A Turning Point in 1968
Fannie Mae officially split from the federal government under the Housing and Urban Development Act of 1968. It became a privately held corporation—crucially one that wasn’t a line item on the federal budget.
Fannie Mae went from a government agency to a shareholder-owned corporation with a congressional charter. This split also created Freddie Mac (the Federal Home Loan Mortgage Corporation) and Ginnie Mae (the Government National Mortgage Association) to foster competition.
But these mortgage giants all held government charters and still played a big role in promoting policies that supported homeownership. “It was a hybrid,” Hagerty says. “It was going to look and feel like a government agency even though it wouldn’t be anymore, and no one thought at that time about the contradiction: having this public policy role but having private shareholders.”
Over the next few decades, Fannie Mae remained a central force in housing finance, buying and securitizing trillions in conventional mortgages. It fueled rising homeownership and, eventually, excessive risk-taking.
As the housing bubble ballooned, the subprime mortgage crisis loomed on the horizon. By the early 2000s, confidence in Fannie Mae’s bonds remained strong because investors widely believed the government would guarantee its debts—even as a private company, Hagerty says.

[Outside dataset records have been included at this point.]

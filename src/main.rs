//! Main entry point for pw.

use clap::Parser;
use pw::cli::Cli;
use pw::error::{EXIT_FAILURE, EXIT_INTERRUPTED};
use pw::utils::error_exit;
use tracing_subscriber::{fmt, prelude::*, EnvFilter};

#[tokio::main]
async fn main() {
    // Set up colored output for Windows
    #[cfg(windows)]
    colored::control::set_virtual_terminal(true).ok();

    let cli = Cli::parse();

    let filter = EnvFilter::try_from_env("PW_LOG").unwrap_or_else(|_| {
        if cli.verbose {
            EnvFilter::new("pw=debug")
        } else {
            EnvFilter::new("pw=warn")
        }
    });

    tracing_subscriber::registry()
        .with(filter)
        .with(
            fmt::layer()
                .with_target(false)
                .without_time()
                .with_writer(std::io::stderr),
        )
        .init();

    // The lookup is synchronous; race it against Ctrl-C.
    let lookup = tokio::task::spawn_blocking(move || cli.execute());

    let code = tokio::select! {
        joined = lookup => match joined {
            Ok(Ok(outcome)) => outcome.exit_code(),
            Ok(Err(e)) => error_exit(&e.to_string(), e.exit_code()),
            Err(e) => error_exit(&format!("lookup aborted: {e}"), EXIT_FAILURE),
        },
        Ok(()) = tokio::signal::ctrl_c() => {
            println!();
            EXIT_INTERRUPTED
        }
    };

    std::process::exit(code);
}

“At that point, we began to play the dual role of darling of Wall Street, but we also had this beautiful red-white-and-blue mission statement,” says Susan Wharton Gates, author of Days of Slaughter: The Fall of Freddie Mac and Why It Could Happen Again. “The famous line is, ‘We were privatizing the profits and socializing the losses.’ That is exactly what happened when we fell apart.”
The Turmoil of 2008
When the housing bubble finally burst, Fannie Mae and Freddie Mac’s value went into free fall. In 2008, the government spent nearly $200 billion to bail out both agencies, though some calculate the total costs closer to $1 trillion. To stem the bleeding amid the Great Recession, the government retook control of Fannie Mae and Freddie Mac in a conservatorship, folding them under the Federal Housing Finance Agency.
Shares of Fannie Mae and Freddie Mac don’t trade publicly, but Fannie Mae managed to return to profitability by 2012. Shares of both agencies reached pre-2008 levels in 2025.
“There is no other major country that has anything like this,” Hagerty says. “We think it’s necessary because we have had it for a long time and it’s such a big part of the housing market.”
The idea of homeownership has remained such a cornerstone of our public concept of the American Dream, Gates says. “Compared to Europe, that idea of frontier and ‘your own land’ and ‘your autonomy’—it goes with that American spirit of independence,” she adds. “That captures the American imagination.”